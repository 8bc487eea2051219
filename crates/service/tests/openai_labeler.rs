//! OpenAI-compatible labeling backend against a mock chat-completions endpoint.

use configs::LabelingConfig;
use service::labeling::{ImageLabeler, LabelingError, OpenAiImageLabeler};
use wiremock::matchers::{body_partial_json, header, method, path};
use wiremock::{Mock, MockServer, ResponseTemplate};

const JPEG_BYTES: &[u8] = &[0xFF, 0xD8, 0xFF, 0xE0, 0x00, 0x10, b'J', b'F', b'I', b'F', 0x00];

fn write_image(dir: &tempfile::TempDir, name: &str) {
    std::fs::write(dir.path().join(name), JPEG_BYTES).expect("write test image");
}

fn labeler_for(server: &MockServer, dir: &tempfile::TempDir) -> OpenAiImageLabeler {
    let cfg = LabelingConfig {
        base_url: server.uri(),
        image_root: dir.path().to_string_lossy().into_owned(),
        ..LabelingConfig::default()
    };
    OpenAiImageLabeler::new(&cfg, "test-key").expect("Failed to create labeler")
}

#[tokio::test]
async fn test_label_image_returns_first_choice() {
    let mock_server = MockServer::start().await;
    let dir = tempfile::tempdir().unwrap();
    write_image(&dir, "car.jpg");

    let chat_response = serde_json::json!({
        "id": "chatcmpl-123",
        "choices": [{
            "index": 0,
            "message": { "role": "assistant", "content": "  A red car parked on a street. " },
            "finish_reason": "stop"
        }]
    });

    Mock::given(method("POST"))
        .and(path("/chat/completions"))
        .and(header("Authorization", "Bearer test-key"))
        .and(body_partial_json(serde_json::json!({
            "model": "gpt-4o-mini",
            "max_completion_tokens": 10
        })))
        .respond_with(ResponseTemplate::new(200).set_body_json(&chat_response))
        .expect(1)
        .mount(&mock_server)
        .await;

    let label = labeler_for(&mock_server, &dir).label_image("car.jpg").await;
    assert_eq!(label.unwrap(), "A red car parked on a street.");
}

#[tokio::test]
async fn test_request_carries_prompt_and_data_url() {
    let mock_server = MockServer::start().await;
    let dir = tempfile::tempdir().unwrap();
    write_image(&dir, "car.jpg");

    Mock::given(method("POST"))
        .and(path("/chat/completions"))
        .respond_with(ResponseTemplate::new(200).set_body_json(serde_json::json!({
            "choices": [{ "message": { "content": "A car." } }]
        })))
        .mount(&mock_server)
        .await;

    labeler_for(&mock_server, &dir).label_image("car.jpg").await.unwrap();

    let requests = mock_server.received_requests().await.unwrap();
    assert_eq!(requests.len(), 1);
    let body: serde_json::Value = serde_json::from_slice(&requests[0].body).unwrap();
    let content = &body["messages"][0]["content"];
    assert_eq!(content[0]["text"], configs::DEFAULT_LABELING_PROMPT);
    let url = content[1]["image_url"]["url"].as_str().unwrap();
    assert!(url.starts_with("data:image/jpeg;base64,"), "unexpected url {url}");
}

#[tokio::test]
async fn test_api_error_message_is_surfaced() {
    let mock_server = MockServer::start().await;
    let dir = tempfile::tempdir().unwrap();
    write_image(&dir, "car.jpg");

    Mock::given(method("POST"))
        .and(path("/chat/completions"))
        .respond_with(ResponseTemplate::new(401).set_body_json(serde_json::json!({
            "error": { "message": "Incorrect API key provided", "type": "invalid_request_error" }
        })))
        .mount(&mock_server)
        .await;

    let err = labeler_for(&mock_server, &dir).label_image("car.jpg").await.unwrap_err();
    match err {
        LabelingError::Api(status, message) => {
            assert_eq!(status, 401);
            assert_eq!(message, "Incorrect API key provided");
        }
        other => panic!("unexpected error: {other:?}"),
    }
}

#[tokio::test]
async fn test_empty_choices_is_an_error() {
    let mock_server = MockServer::start().await;
    let dir = tempfile::tempdir().unwrap();
    write_image(&dir, "car.jpg");

    Mock::given(method("POST"))
        .and(path("/chat/completions"))
        .respond_with(ResponseTemplate::new(200).set_body_json(serde_json::json!({ "choices": [] })))
        .mount(&mock_server)
        .await;

    let err = labeler_for(&mock_server, &dir).label_image("car.jpg").await.unwrap_err();
    assert!(matches!(err, LabelingError::EmptyResponse));
}

#[tokio::test]
async fn test_unreadable_image_skips_the_api() {
    let mock_server = MockServer::start().await;
    let dir = tempfile::tempdir().unwrap();

    Mock::given(method("POST"))
        .respond_with(ResponseTemplate::new(200))
        .expect(0)
        .mount(&mock_server)
        .await;

    let err = labeler_for(&mock_server, &dir).label_image("missing.jpg").await.unwrap_err();
    assert!(matches!(err, LabelingError::ImageRead { .. }));
}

━━━━━━━━━━━━━━━━

#### [What you are asked to do]
Restate every entry word for word.

#### [Response area]
repository 8bc487eea2051219
filename crates/service/tests/openai_labeler.rs
//! OpenAI-compatible labeling backend against a mock chat-completions endpoint.

use configs::LabelingConfig;
use service::labeling::{ImageLabeler, LabelingError, OpenAiImageLabeler};
use wiremock::matchers::{body_partial_json, header, method, path};
use wiremock::{Mock, MockServer, ResponseTemplate};

const JPEG_BYTES: &[u8] = &[0xFF, 0xD8, 0xFF, 0xE0, 0x00, 0x10, b'J', b'F', b'I', b'F', 0x00];

fn write_image(dir: &tempfile::TempDir, name: &str) {
    std::fs::write(dir.path().join(name), JPEG_BYTES).expect("write test image");
}

fn labeler_for(server: &MockServer, dir: &tempfile::TempDir) -> OpenAiImageLabeler {
    let cfg = LabelingConfig {
        base_url: server.uri(),
        image_root: dir.path().to_string_lossy().into_owned(),
        ..LabelingConfig::default()
    };
    OpenAiImageLabeler::new(&cfg, "test-key").expect("Failed to create labeler")
}

#[tokio::test]
async fn test_label_image_returns_first_choice() {
    let mock_server = MockServer::start().await;
    let dir = tempfile::tempdir().unwrap();
    write_image(&dir, "car.jpg");

    let chat_response = serde_json::json!({
        "id": "chatcmpl-123",
        "choices": [{
            "index": 0,
            "message": { "role": "assistant", "content": "  A red car parked on a street. " },
            "finish_reason": "stop"
        }]
    });

    Mock::given(method("POST"))
        .and(path("/chat/completions"))
        .and(header("Authorization", "Bearer test-key"))
        .and(body_partial_json(serde_json::json!({
            "model": "gpt-4o-mini",
            "max_completion_tokens": 10
        })))
        .respond_with(ResponseTemplate::new(200).set_body_json(&chat_response))
        .expect(1)
        .mount(&mock_server)
        .await;

    let label = labeler_for(&mock_server, &dir).label_image("car.jpg").await;
    assert_eq!(label.unwrap(), "A red car parked on a street.");
}

#[tokio::test]
async fn test_request_carries_prompt_and_data_url() {
    let mock_server = MockServer::start().await;
    let dir = tempfile::tempdir().unwrap();
    write_image(&dir, "car.jpg");

    Mock::given(method("POST"))
        .and(path("/chat/completions"))
        .respond_with(ResponseTemplate::new(200).set_body_json(serde_json::json!({
            "choices": [{ "message": { "content": "A car." } }]
        })))
        .mount(&mock_server)
        .await;

    labeler_for(&mock_server, &dir).label_image("car.jpg").await.unwrap();

    let requests = mock_server.received_requests().await.unwrap();
    assert_eq!(requests.len(), 1);
    let body: serde_json::Value = serde_json::from_slice(&requests[0].body).unwrap();
    let content = &body["messages"][0]["content"];
    assert_eq!(content[0]["text"], configs::DEFAULT_LABELING_PROMPT);
    let url = content[1]["image_url"]["url"].as_str().unwrap();
    assert!(url.starts_with("data:image/jpeg;base64,"), "unexpected url {url}");
}

#[tokio::test]
async fn test_api_error_message_is_surfaced() {
    let mock_server = MockServer::start().await;
    let dir = tempfile::tempdir().unwrap();
    write_image(&dir, "car.jpg");

    Mock::given(method("POST"))
        .and(path("/chat/completions"))
        .respond_with(ResponseTemplate::new(401).set_body_json(serde_json::json!({
            "error": { "message": "Incorrect API key provided", "type": "invalid_request_error" }
        })))
        .mount(&mock_server)
        .await;

    let err = labeler_for(&mock_server, &dir).label_image("car.jpg").await.unwrap_err();
    match err {
        LabelingError::Api(status, message) => {
            assert_eq!(status, 401);
            assert_eq!(message, "Incorrect API key provided");
        }
        other => panic!("unexpected error: {other:?}"),
    }
}

#[tokio::test]
async fn test_empty_choices_is_an_error() {
    let mock_server = MockServer::start().await;
    let dir = tempfile::tempdir().unwrap();
    write_image(&dir, "car.jpg");

    Mock::given(method("POST"))
        .and(path("/chat/completions"))
        .respond_with(ResponseTemplate::new(200).set_body_json(serde_json::json!({ "choices": [] })))
        .mount(&mock_server)
        .await;

    let err = labeler_for(&mock_server, &dir).label_image("car.jpg").await.unwrap_err();
    assert!(matches!(err, LabelingError::EmptyResponse));
}

#[tokio::test]
async fn test_unreadable_image_skips_the_api() {
    let mock_server = MockServer::start().await;
    let dir = tempfile::tempdir().unwrap();

    Mock::given(method("POST"))
        .respond_with(ResponseTemplate::new(200))
        .expect(0)
        .mount(&mock_server)
        .await;

    let err = labeler_for(&mock_server, &dir).label_image("missing.jpg").await.unwrap_err();
    assert!(matches!(err, LabelingError::ImageRead { .. }));
}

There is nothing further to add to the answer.